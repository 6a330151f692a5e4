//! # relay-agent
//!
//! Session relay binary. `serve` runs the relay server; `ask` connects to a
//! running relay, streams one answer to stdout and exits.

#![deny(unsafe_code)]

use std::io::Write;
use std::path::{Path, PathBuf};
use std::sync::Arc;
use std::time::Duration;

use anyhow::{Context, Result};
use clap::{Parser, Subcommand};
use relay_client::{ClientConfig, ConnectionManager, ConnectionStatus};
use relay_core::{ClientMessage, ServerMessage, SessionId, UserId};
use relay_server::{EchoGenerator, InMemorySessionStore, RelayServer, ServerConfig};
use relay_settings::RelaySettings;
use tracing::{info, warn};

/// Session relay.
#[derive(Parser, Debug)]
#[command(name = "relay-agent", about = "Real-time session relay")]
struct Cli {
    /// Settings file (defaults to `~/.relay/settings.json`).
    #[arg(long, global = true)]
    settings: Option<PathBuf>,

    #[command(subcommand)]
    command: Command,
}

#[derive(Subcommand, Debug)]
enum Command {
    /// Run the relay server.
    Serve {
        /// Host to bind (overrides settings).
        #[arg(long)]
        host: Option<String>,

        /// Port to bind, 0 for auto-assign (overrides settings).
        #[arg(long)]
        port: Option<u16>,

        /// Characters per streamed chunk from the demo generator.
        #[arg(long, default_value = "8")]
        chunk_chars: usize,

        /// Delay before each streamed chunk, in milliseconds.
        #[arg(long, default_value = "20")]
        chunk_delay_ms: u64,
    },
    /// Send one query to a running relay and print the streamed answer.
    Ask {
        /// Query text.
        query: String,

        /// Relay endpoint (overrides settings).
        #[arg(long)]
        url: Option<String>,

        /// Session to bind to; the server generates one when omitted.
        #[arg(long)]
        session: Option<String>,

        /// User identity passed to the server.
        #[arg(long)]
        user: Option<String>,

        /// Prepend stored session history to the prompt.
        #[arg(long)]
        include_context: bool,

        /// Give up after this many seconds.
        #[arg(long, default_value = "60")]
        timeout_secs: u64,
    },
}

#[tokio::main]
async fn main() -> Result<()> {
    let cli = Cli::parse();

    let settings = load_settings(cli.settings.as_deref())?;
    relay_logging::init_logging(&settings.logging).context("Failed to initialize logging")?;

    match cli.command {
        Command::Serve {
            host,
            port,
            chunk_chars,
            chunk_delay_ms,
        } => {
            let mut config = ServerConfig::from(&settings.server);
            if let Some(host) = host {
                config.host = host;
            }
            if let Some(port) = port {
                config.port = port;
            }
            let generator = EchoGenerator::new(chunk_chars, Duration::from_millis(chunk_delay_ms));
            serve(config, generator).await
        }
        Command::Ask {
            query,
            url,
            session,
            user,
            include_context,
            timeout_secs,
        } => {
            let mut config = ClientConfig::from(&settings.client);
            if let Some(url) = url {
                config.url = url;
            }
            if let Some(session) = session {
                config = config.with_session(SessionId::from_raw(session));
            }
            if let Some(user) = user {
                config = config.with_user(UserId::from_raw(user));
            }
            let message = ClientMessage::Query {
                query,
                session_id: None,
                include_context,
                system_prompt: None,
            };
            let deadline = Duration::from_secs(timeout_secs);
            tokio::time::timeout(deadline, ask(config, &message))
                .await
                .with_context(|| format!("No answer within {timeout_secs}s"))?
        }
    }
}

fn load_settings(path: Option<&Path>) -> Result<RelaySettings> {
    let path = path.map_or_else(relay_settings::loader::settings_path, Path::to_path_buf);
    relay_settings::loader::load_settings_from_path(&path)
        .with_context(|| format!("Failed to load settings from {}", path.display()))
}

async fn serve(config: ServerConfig, generator: EchoGenerator) -> Result<()> {
    let mut server = RelayServer::new(config, Arc::new(generator))
        .with_store(Arc::new(InMemorySessionStore::default()));
    match relay_server::metrics::install_recorder() {
        Ok(handle) => server = server.with_metrics(handle),
        Err(e) => warn!(error = %e, "metrics disabled"),
    }

    let (addr, server_task) = server.listen().await.context("Failed to bind relay server")?;
    info!(%addr, ws = %format!("ws://{addr}/ws"), "relay ready");

    let shutdown = server.shutdown();
    let signals = shutdown.spawn_signal_listener();
    shutdown.token().cancelled().await;

    let clean = shutdown.graceful_shutdown(vec![server_task, signals], None).await;
    if !clean {
        warn!("shutdown timed out; remaining tasks aborted");
    }
    Ok(())
}

async fn ask(config: ClientConfig, message: &ClientMessage) -> Result<()> {
    let manager = ConnectionManager::new(config);
    let mut messages = manager.messages();
    let mut status = manager.watch_status();

    manager.send(message).context("Failed to queue query")?;
    manager.connect();

    let mut stdout = std::io::stdout();
    let outcome = loop {
        tokio::select! {
            msg = messages.recv() => {
                let Some(msg) = msg else {
                    break Err(anyhow::anyhow!("connection manager stopped"));
                };
                match msg {
                    ServerMessage::Chunk { content, .. } => {
                        write!(stdout, "{content}").context("Failed to write to stdout")?;
                        stdout.flush().context("Failed to flush stdout")?;
                    }
                    ServerMessage::Complete { total_chunks, .. } => {
                        writeln!(stdout).context("Failed to write to stdout")?;
                        info!(total_chunks, "answer complete");
                        break Ok(());
                    }
                    ServerMessage::Error { error, code, .. } => {
                        break Err(anyhow::anyhow!("relay error ({code:?}): {error}"));
                    }
                    _ => {}
                }
            }
            changed = status.changed() => {
                if changed.is_err() || *status.borrow() == ConnectionStatus::Error {
                    break Err(anyhow::anyhow!("could not reach relay after {} attempts", manager.reconnect_attempts()));
                }
            }
        }
    };

    manager.disconnect().await;
    outcome
}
-*-
DESCRIPTION OF THE TASK
Give the number of lines in the records above that contain the word "signals", and nothing more.

ANSWER SECTION
2